SoLoMo Needs A Curator
I confess that for a while after it first launched. I couldn’t figure out what to do with foursquare. No, really. I couldn’t figure out the app. I came at it from the wrong angle, wanting it to behave like Yelp! as a local guide when it really wanted me to jump through some hoops for the benefit of its engineers and VC investors. The check-in always felt like a dog whistle to me. I bristled at the prompt.
But even when I sort of figured it out, the utility of these random localized brain droppings from nearby “check-ins” still felt like just that -- random brain droppings. Much like Twitter, localized crowdsourced mobile media is understandably but annoyingly haphazard, uneven, and still filled with massive portions of irrelevant blather. No matter what the app, the amount of sheer grunts and ughs emanating from any given location is enough to make some of us reticent to engage at all.

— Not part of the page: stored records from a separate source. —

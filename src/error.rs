use thiserror::Error;

#[derive(Error, Debug)]
pub enum ReportError {
    #[error("Invalid filter: {0}")]
    InvalidFilter(String),

    #[error("Unknown report: {0}")]
    UnknownReport(String),

    #[error("Report already registered: {0}")]
    DuplicateReport(String),

    #[error("Report '{report}' requires a {dimension} filter")]
    MissingFilter { report: String, dimension: String },

    #[error("Data source error: {0}")]
    DataSource(String),

    #[error("Schema mismatch in '{report}': {detail}")]
    SchemaMismatch { report: String, detail: String },

    #[error("IO error: {0}")]
    Io(#[from] std::io::Error),

    #[error("CSV error: {0}")]
    Csv(#[from] csv::Error),

    #[error("JSON error: {0}")]
    Json(#[from] serde_json::Error),

    #[error("Settings error: {0}")]
    Settings(String),
}

impl From<rusqlite::Error> for ReportError {
    fn from(e: rusqlite::Error) -> Self {
        ReportError::DataSource(e.to_string())
    }
}

pub type Result<T> = std::result::Result<T, ReportError>;
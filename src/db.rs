use std::path::Path;

use rusqlite::types::{ToSqlOutput, ValueRef};
use rusqlite::{Connection, OpenFlags, ToSql};
use tracing::debug;

use crate::error::Result;
use crate::models::{TabularResult, Value};
use crate::query::{Dialect, SqliteDialect};
use crate::source::DataSource;

/// Local stand-in for the warehouse tables the reports read.
pub const SCHEMA: &str = "
CREATE TABLE IF NOT EXISTS DIM_VENDOR (
    vendor_id INTEGER PRIMARY KEY,
    vendor_name TEXT NOT NULL
);

CREATE TABLE IF NOT EXISTS FACT_PROCUREMENT_SPEND (
    transaction_id INTEGER PRIMARY KEY,
    transaction_date TEXT NOT NULL,
    vendor_id INTEGER NOT NULL,
    category TEXT,
    city TEXT NOT NULL,
    quantity REAL NOT NULL CHECK (quantity >= 0),
    net_amount REAL NOT NULL,
    discount_amount REAL NOT NULL DEFAULT 0 CHECK (discount_amount >= 0),
    FOREIGN KEY (vendor_id) REFERENCES DIM_VENDOR(vendor_id)
);

CREATE INDEX IF NOT EXISTS idx_fact_date ON FACT_PROCUREMENT_SPEND(transaction_date);
";

pub fn get_connection(db_path: &Path) -> Result<Connection> {
    let conn = Connection::open(db_path)?;
    conn.execute_batch("PRAGMA foreign_keys=ON;")?;
    Ok(conn)
}

pub fn init_db(conn: &Connection) -> Result<()> {
    conn.execute_batch(SCHEMA)?;
    Ok(())
}

impl ToSql for Value {
    fn to_sql(&self) -> rusqlite::Result<ToSqlOutput<'_>> {
        Ok(match self {
            Value::Null => ToSqlOutput::Borrowed(ValueRef::Null),
            Value::Integer(i) => ToSqlOutput::Borrowed(ValueRef::Integer(*i)),
            Value::Decimal(d) => ToSqlOutput::Borrowed(ValueRef::Real(*d)),
            Value::Text(s) => ToSqlOutput::Borrowed(ValueRef::Text(s.as_bytes())),
            Value::Date(d) => ToSqlOutput::Owned(rusqlite::types::Value::Text(
                d.format("%Y-%m-%d").to_string(),
            )),
        })
    }
}

fn from_sql_ref(v: ValueRef<'_>) -> Value {
    match v {
        ValueRef::Null => Value::Null,
        ValueRef::Integer(i) => Value::Integer(i),
        ValueRef::Real(r) => Value::Decimal(r),
        ValueRef::Text(t) | ValueRef::Blob(t) => Value::Text(String::from_utf8_lossy(t).into_owned()),
    }
}

/// A SQLite database file holding the fact and vendor tables.
pub struct SqliteSource {
    conn: Connection,
}

impl SqliteSource {
    pub fn new(conn: Connection) -> Self {
        Self { conn }
    }

    /// Open an existing warehouse file without write access.
    pub fn open_read_only(db_path: &Path) -> Result<Self> {
        let conn = Connection::open_with_flags(
            db_path,
            OpenFlags::SQLITE_OPEN_READ_ONLY | OpenFlags::SQLITE_OPEN_NO_MUTEX,
        )?;
        Ok(Self::new(conn))
    }
}

impl DataSource for SqliteSource {
    fn dialect(&self) -> &dyn Dialect {
        &SqliteDialect
    }

    fn execute(&self, sql: &str, params: &[Value]) -> Result<TabularResult> {
        debug!(%sql, ?params, "sqlite execute");
        let mut stmt = self.conn.prepare(sql)?;
        let columns: Vec<String> = stmt.column_names().iter().map(|c| c.to_string()).collect();
        let width = columns.len();
        let mut rows_iter = stmt.query(rusqlite::params_from_iter(params.iter()))?;
        let mut rows = Vec::new();
        while let Some(row) = rows_iter.next()? {
            let mut values = Vec::with_capacity(width);
            for i in 0..width {
                values.push(from_sql_ref(row.get_ref(i)?));
            }
            rows.push(values);
        }
        debug!(rows = rows.len(), "sqlite execute done");
        Ok(TabularResult { columns, rows })
    }
}
mod catalog;
mod cli;
mod dashboard;
mod db;
mod error;
mod executor;
mod filter;
mod fmt;
mod models;
mod query;
mod render;
mod settings;
mod source;

use clap::Parser;
use tracing_subscriber::{layer::SubscriberExt, util::SubscriberInitExt};

use cli::{Cli, Commands, Env};

/// Log filter comes from PROCURE_LOG, else `debug` with -v, else `warn`.
fn init_tracing(verbose: bool) {
    let default = if verbose { "debug" } else { "warn" };
    tracing_subscriber::registry()
        .with(
            tracing_subscriber::EnvFilter::try_from_env("PROCURE_LOG")
                .unwrap_or_else(|_| tracing_subscriber::EnvFilter::new(default)),
        )
        .with(tracing_subscriber::fmt::layer().with_writer(std::io::stderr))
        .init();
}

fn main() {
    let cli = Cli::parse();
    init_tracing(cli.verbose);
    let env = Env::load(cli.db.as_deref());

    let result = match cli.command {
        Commands::Demo => cli::demo::run(&env.db_path),
        Commands::Years => cli::filters::years(&env),
        Commands::Months { year } => cli::filters::months(&env, year),
        Commands::Reports => cli::report::list(),
        Commands::Run {
            report,
            filter,
            format,
        } => cli::report::run(&env, &report, &filter, &format),
        Commands::Explain {
            report,
            filter,
            dialect,
        } => cli::report::explain(&env, &report, &filter, dialect.as_deref()),
        Commands::Dashboard { view, filter } => {
            cli::dashboard::run(&env, view.as_deref(), &filter)
        }
        Commands::Status => cli::status::run(&env),
        Commands::Config {
            warehouse,
            view,
            currency,
        } => cli::config::run(warehouse, view, currency),
    };

    if let Err(e) = result {
        eprintln!("Error: {e}");
        std::process::exit(1);
    }
}
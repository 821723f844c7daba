use crate::error::Result;
use crate::models::TabularResult;
use crate::models::Value;
use crate::query::Dialect;

/// Request/response capability over the warehouse.
///
/// Implementations own their connection lifecycle; callers only submit a
/// statement with its bound parameters and get rows back. Failures of any kind
/// are reported as `ReportError::DataSource` and are never retried here.
pub trait DataSource {
    fn dialect(&self) -> &dyn Dialect;
    fn execute(&self, sql: &str, params: &[Value]) -> Result<TabularResult>;
}
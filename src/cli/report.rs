use comfy_table::{Cell, Table};

use crate::catalog::ReportCatalog;
use crate::cli::{build_filter, Env, FilterArgs};
use crate::error::Result;
use crate::executor::ReportExecutor;
use crate::query::dialect_named;
use crate::render::{render, Format};
use crate::source::DataSource;

pub fn list() -> Result<()> {
    let catalog = ReportCatalog::standard()?;
    let mut table = Table::new();
    table.set_header(vec!["Key", "Report", "Filters", "Presentation"]);
    for def in catalog.iter() {
        let filters: Vec<String> = def.required().iter().map(|d| d.to_string()).collect();
        table.add_row(vec![
            Cell::new(def.key),
            Cell::new(def.name),
            Cell::new(if filters.is_empty() { "—".to_string() } else { filters.join(", ") }),
            Cell::new(def.hint),
        ]);
    }
    println!("{table}");
    println!("{} reports", catalog.len());
    Ok(())
}

pub fn run(env: &Env, report: &str, filter: &FilterArgs, format: &str) -> Result<()> {
    let format: Format = format.parse()?;
    let source = env.open_source()?;
    let ctx = build_filter(filter, &source)?;
    let catalog = ReportCatalog::standard()?;
    let exec = ReportExecutor::new(&catalog, &source);
    let result = exec.run(report, &ctx.snapshot())?;
    println!("{}", render(&result, format, &env.settings.currency_symbol)?);
    Ok(())
}

pub fn explain(env: &Env, report: &str, filter: &FilterArgs, dialect: Option<&str>) -> Result<()> {
    let source = env.open_source()?;
    let dialect = match dialect {
        Some(name) => dialect_named(name)?,
        None => source.dialect(),
    };
    let ctx = build_filter(filter, &source)?;
    let catalog = ReportCatalog::standard()?;
    let exec = ReportExecutor::new(&catalog, &source);
    let bound = exec.explain(report, &ctx.snapshot(), dialect)?;
    println!("-- {}", dialect.name());
    println!("{}", bound.sql);
    for (i, p) in bound.params.iter().enumerate() {
        println!("  {} = {p}", dialect.placeholder(i + 1));
    }
    Ok(())
}
//! Dashboard views: batches of reports re-run together whenever the filter
//! changes, with results applied only while they still match the filter.

use std::fmt;
use std::str::FromStr;

use tracing::{debug, warn};

use crate::catalog::ReportCatalog;
use crate::error::{ReportError, Result};
use crate::executor::ReportExecutor;
use crate::filter::{FilterContext, FilterSnapshot};
use crate::models::ReportResult;
use crate::query::Dimension;

#[derive(Debug, Clone, Copy, PartialEq, Eq)]
pub enum View {
    /// Single-month view scoped by year and month.
    Monthly,
    /// Full-history breakdowns.
    History,
}

impl View {
    pub fn reports(&self) -> &'static [&'static str] {
        match self {
            View::Monthly => &[
                "daily-spend",
                "category-spend",
                "city-spend",
                "vendor-spend",
                "discount-by-category",
                "year-spend",
                "average-quantity-spend",
            ],
            View::History => &[
                "monthly-spend",
                "year-spend",
                "month-vendor-category",
                "year-category",
                "average-quantity-spend-yearly",
            ],
        }
    }

    /// Whether any report of this view needs `dim` bound to run.
    pub fn requires(&self, catalog: &ReportCatalog, dim: Dimension) -> bool {
        self.reports()
            .iter()
            .filter_map(|report| catalog.get(report).ok())
            .any(|def| def.required().contains(&dim))
    }
}

impl fmt::Display for View {
    fn fmt(&self, f: &mut fmt::Formatter<'_>) -> fmt::Result {
        match self {
            View::Monthly => write!(f, "monthly"),
            View::History => write!(f, "history"),
        }
    }
}

impl FromStr for View {
    type Err = ReportError;

    fn from_str(s: &str) -> Result<Self> {
        match s.to_lowercase().as_str() {
            "monthly" => Ok(View::Monthly),
            "history" => Ok(View::History),
            other => Err(ReportError::Settings(format!(
                "unknown view '{other}' (expected monthly or history)"
            ))),
        }
    }
}

/// One report's outcome within a refresh.
pub struct Panel {
    pub report: &'static str,
    pub outcome: Result<ReportResult>,
}

/// The outcome of re-running a view against one filter snapshot.
pub struct Refresh {
    pub view: View,
    pub filter: FilterSnapshot,
    pub panels: Vec<Panel>,
}

/// Run every report of `view` sequentially. A failing report does not stop
/// the others; its error is kept in its panel.
pub fn refresh(exec: &ReportExecutor<'_>, view: View, filter: FilterSnapshot) -> Refresh {
    let panels = view
        .reports()
        .iter()
        .map(|&report| Panel {
            report,
            outcome: exec.run(report, &filter),
        })
        .collect();
    debug!(%view, generation = filter.generation, "refresh complete");
    Refresh { view, filter, panels }
}

/// What is currently on screen.
#[derive(Default)]
pub struct DashboardState {
    current: Option<Refresh>,
}

impl DashboardState {
    pub fn new() -> Self {
        Self::default()
    }

    /// Apply a finished refresh if it was computed against the filter as it
    /// stands now. Returns false when the refresh was stale and discarded.
    pub fn apply(&mut self, refresh: Refresh, filter: &FilterContext) -> bool {
        let generation = refresh.filter.generation;
        let outdated_by_applied = self
            .current
            .as_ref()
            .is_some_and(|c| c.filter.generation > generation);
        if generation != filter.generation() || outdated_by_applied {
            warn!(
                generation,
                current = filter.generation(),
                "discarding stale dashboard refresh"
            );
            return false;
        }
        self.current = Some(refresh);
        true
    }

    pub fn current(&self) -> Option<&Refresh> {
        self.current.as_ref()
    }
}

#[cfg(test)]
mod tests {
    use super::*;
    use crate::models::{TabularResult, Value};
    use crate::query::{Dialect, SqliteDialect};
    use crate::source::DataSource;

    struct EmptySource;

    impl DataSource for EmptySource {
        fn dialect(&self) -> &dyn Dialect {
            &SqliteDialect
        }

        fn execute(&self, sql: &str, _params: &[Value]) -> Result<TabularResult> {
            // Echo back the aliases the statement selects, with no rows.
            let select = sql.split(" FROM ").next().unwrap_or_default();
            let columns = select
                .split(", ")
                .filter_map(|part| part.rsplit(" AS ").next())
                .map(|c| c.to_string())
                .collect();
            Ok(TabularResult { columns, rows: Vec::new() })
        }
    }

    #[test]
    fn test_view_parsing() {
        assert_eq!("Monthly".parse::<View>().unwrap(), View::Monthly);
        assert_eq!("history".parse::<View>().unwrap(), View::History);
        assert!("weekly".parse::<View>().is_err());
    }

    #[test]
    fn test_every_view_report_is_in_the_catalog() {
        let catalog = ReportCatalog::standard().unwrap();
        for view in [View::Monthly, View::History] {
            for report in view.reports() {
                assert!(catalog.get(report).is_ok(), "{view} lists unknown report {report}");
            }
        }
    }

    #[test]
    fn test_only_the_monthly_view_needs_a_month() {
        let catalog = ReportCatalog::standard().unwrap();
        assert!(View::Monthly.requires(&catalog, Dimension::Month));
        assert!(!View::History.requires(&catalog, Dimension::Month));
        assert!(View::History.requires(&catalog, Dimension::Year));
    }

    #[test]
    fn test_refresh_runs_every_panel() {
        let catalog = ReportCatalog::standard().unwrap();
        let exec = ReportExecutor::new(&catalog, &EmptySource);
        let mut ctx = FilterContext::new();
        ctx.set_year(2024);
        let refresh = refresh(&exec, View::History, ctx.snapshot());
        assert_eq!(refresh.panels.len(), View::History.reports().len());
        for panel in &refresh.panels {
            let result = panel.outcome.as_ref().unwrap();
            assert!(result.is_empty(), "{} should be empty", panel.report);
        }
    }

    #[test]
    fn test_missing_month_fails_only_month_scoped_panels() {
        let catalog = ReportCatalog::standard().unwrap();
        let exec = ReportExecutor::new(&catalog, &EmptySource);
        let ctx = FilterContext::for_year(2024);
        let refresh = refresh(&exec, View::Monthly, ctx.snapshot());
        for panel in &refresh.panels {
            if panel.report == "year-spend" {
                assert!(panel.outcome.is_ok());
            } else {
                assert!(matches!(panel.outcome, Err(ReportError::MissingFilter { .. })));
            }
        }
    }

    #[test]
    fn test_stale_refresh_is_discarded() {
        let catalog = ReportCatalog::standard().unwrap();
        let exec = ReportExecutor::new(&catalog, &EmptySource);
        let mut ctx = FilterContext::for_year(2023);
        let stale = refresh(&exec, View::History, ctx.snapshot());
        ctx.set_year(2024);
        let fresh = refresh(&exec, View::History, ctx.snapshot());

        let mut state = DashboardState::new();
        assert!(!state.apply(stale, &ctx));
        assert!(state.current().is_none());
        assert!(state.apply(fresh, &ctx));
        assert_eq!(state.current().unwrap().filter.year, Some(2024));
    }

    #[test]
    fn test_older_refresh_never_replaces_newer_one() {
        let catalog = ReportCatalog::standard().unwrap();
        let exec = ReportExecutor::new(&catalog, &EmptySource);
        let ctx = FilterContext::for_year(2024);
        let mut newer = ctx.snapshot();
        newer.generation += 1;
        let mut state = DashboardState::new();
        state.current = Some(refresh(&exec, View::History, newer));
        let older = refresh(&exec, View::History, ctx.snapshot());
        assert!(!state.apply(older, &ctx));
    }
}
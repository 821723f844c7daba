use colored::Colorize;
use comfy_table::{Cell, CellAlignment, Table};

use crate::error::{ReportError, Result};
use crate::fmt::{bar, money, quantity};
use crate::models::{ColumnSpec, ColumnType, PresentationHint, ReportResult, Value};

const BAR_WIDTH: usize = 30;

/// Output formats for a single report.
#[derive(Debug, Clone, Copy, PartialEq, Eq)]
pub enum Format {
    Table,
    Csv,
    Json,
}

impl std::str::FromStr for Format {
    type Err = ReportError;

    fn from_str(s: &str) -> Result<Self> {
        match s.to_lowercase().as_str() {
            "table" => Ok(Format::Table),
            "csv" => Ok(Format::Csv),
            "json" => Ok(Format::Json),
            other => Err(ReportError::Settings(format!(
                "unknown format '{other}' (expected table, csv or json)"
            ))),
        }
    }
}

pub fn render(result: &ReportResult, format: Format, currency: &str) -> Result<String> {
    match format {
        Format::Table => Ok(render_text(result, currency)),
        Format::Csv => to_csv(result),
        Format::Json => Ok(serde_json::to_string_pretty(&to_json(result))?),
    }
}

// ---------------------------------------------------------------------------
// Terminal
// ---------------------------------------------------------------------------

pub fn render_text(result: &ReportResult, currency: &str) -> String {
    let title = result.title.bold().to_string();
    if result.is_empty() {
        return format!("{title}\nNo data for this period.");
    }
    let table = match result.hint {
        PresentationHint::RawTable => plain_table(result, currency),
        PresentationHint::TimeSeries => bar_table(result, currency, false),
        PresentationHint::RankedCategorical => bar_table(result, currency, true),
    };
    format!("{title}\n{table}")
}

fn plain_table(result: &ReportResult, currency: &str) -> Table {
    let mut table = Table::new();
    table.set_header(result.columns.iter().map(|c| header(c.name)).collect::<Vec<_>>());
    for row in &result.rows {
        table.add_row(
            result
                .columns
                .iter()
                .zip(row)
                .map(|(col, v)| cell(col, v, currency))
                .collect::<Vec<_>>(),
        );
    }
    table
}

/// Label column, value column and a proportional bar. Ranked tables get a
/// leading rank number.
fn bar_table(result: &ReportResult, currency: &str, ranked: bool) -> Table {
    let label = &result.columns[0];
    let measure = &result.columns[result.columns.len() - 1];
    let last = result.columns.len() - 1;
    let max = result
        .rows
        .iter()
        .filter_map(|r| r[last].as_f64())
        .fold(0.0f64, f64::max);

    let mut table = Table::new();
    let mut head = Vec::new();
    if ranked {
        head.push("#".to_string());
    }
    head.extend([header(label.name), header(measure.name), String::new()]);
    table.set_header(head);

    for (i, row) in result.rows.iter().enumerate() {
        let mut cells = Vec::new();
        if ranked {
            cells.push(Cell::new(i + 1));
        }
        cells.push(cell(label, &row[0], currency));
        cells.push(cell(measure, &row[last], currency));
        let amount = row[last].as_f64().unwrap_or(0.0);
        cells.push(Cell::new(bar(amount, max, BAR_WIDTH).cyan()));
        table.add_row(cells);
    }
    table
}

fn header(name: &str) -> String {
    let spaced = name.replace('_', " ");
    let mut chars = spaced.chars();
    match chars.next() {
        Some(first) => first.to_uppercase().chain(chars).collect(),
        None => String::new(),
    }
}

fn cell(col: &ColumnSpec, v: &Value, currency: &str) -> Cell {
    let text = display(col, v, currency);
    match col.ty {
        ColumnType::Decimal | ColumnType::Integer => {
            Cell::new(text).set_alignment(CellAlignment::Right)
        }
        _ => Cell::new(text),
    }
}

/// Human formatting of one value given its column.
pub fn display(col: &ColumnSpec, v: &Value, currency: &str) -> String {
    match v {
        Value::Null => "—".to_string(),
        Value::Decimal(d) if col.name.contains("quantity") => quantity(*d),
        Value::Decimal(d) => money(*d, currency),
        Value::Integer(i) if col.name == "year" => i.to_string(),
        Value::Integer(i) => quantity(*i as f64),
        Value::Date(d) if col.name == "month" => d.format("%b %Y").to_string(),
        other => other.to_string(),
    }
}

// ---------------------------------------------------------------------------
// Machine-readable
// ---------------------------------------------------------------------------

pub fn to_csv(result: &ReportResult) -> Result<String> {
    let mut wtr = csv::Writer::from_writer(Vec::new());
    wtr.write_record(result.columns.iter().map(|c| c.name))?;
    for row in &result.rows {
        wtr.write_record(row.iter().map(csv_field))?;
    }
    let bytes = wtr
        .into_inner()
        .map_err(|e| ReportError::Io(e.into_error()))?;
    Ok(String::from_utf8_lossy(&bytes).into_owned())
}

/// Decimals keep full precision, unlike the two-place `Display` form.
fn csv_field(v: &Value) -> String {
    match v {
        Value::Decimal(d) => d.to_string(),
        other => other.to_string(),
    }
}

/// Rows as objects keyed by column name, in column order.
pub fn to_json(result: &ReportResult) -> serde_json::Value {
    let rows = result
        .rows
        .iter()
        .map(|row| {
            let obj: serde_json::Map<String, serde_json::Value> = result
                .columns
                .iter()
                .zip(row)
                .map(|(c, v)| (c.name.to_string(), serde_json::to_value(v).unwrap_or_default()))
                .collect();
            serde_json::Value::Object(obj)
        })
        .collect();
    serde_json::json!({
        "report": result.report,
        "title": result.title,
        "presentation": result.hint,
        "rows": serde_json::Value::Array(rows),
    })
}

I think both Pinterest and Instagram are interesting counterpoints to the tedious torrents that often are Facebook and Twitter. As my daughter has observed in her use of the social platforms, the two big -- and now old -- social nets can be either uncivil or just overwhelming. In my mind, what distinguishes the newer social nets, especially Instagram, is that they mine our best moments of inspiration. The results are eminently browsable and generally upbeat. In essence, the image-based nature of these networks acts as a kind of mood filter on the nature of the postings. A fight is not likely to break out over an Instagram image.
There are a lot of ways to find filters with which to curate the everpresent mobile medium. When every damn moment of every damn day by every damn person is now recordable and share-able, God help us -- we need some filters on all of this.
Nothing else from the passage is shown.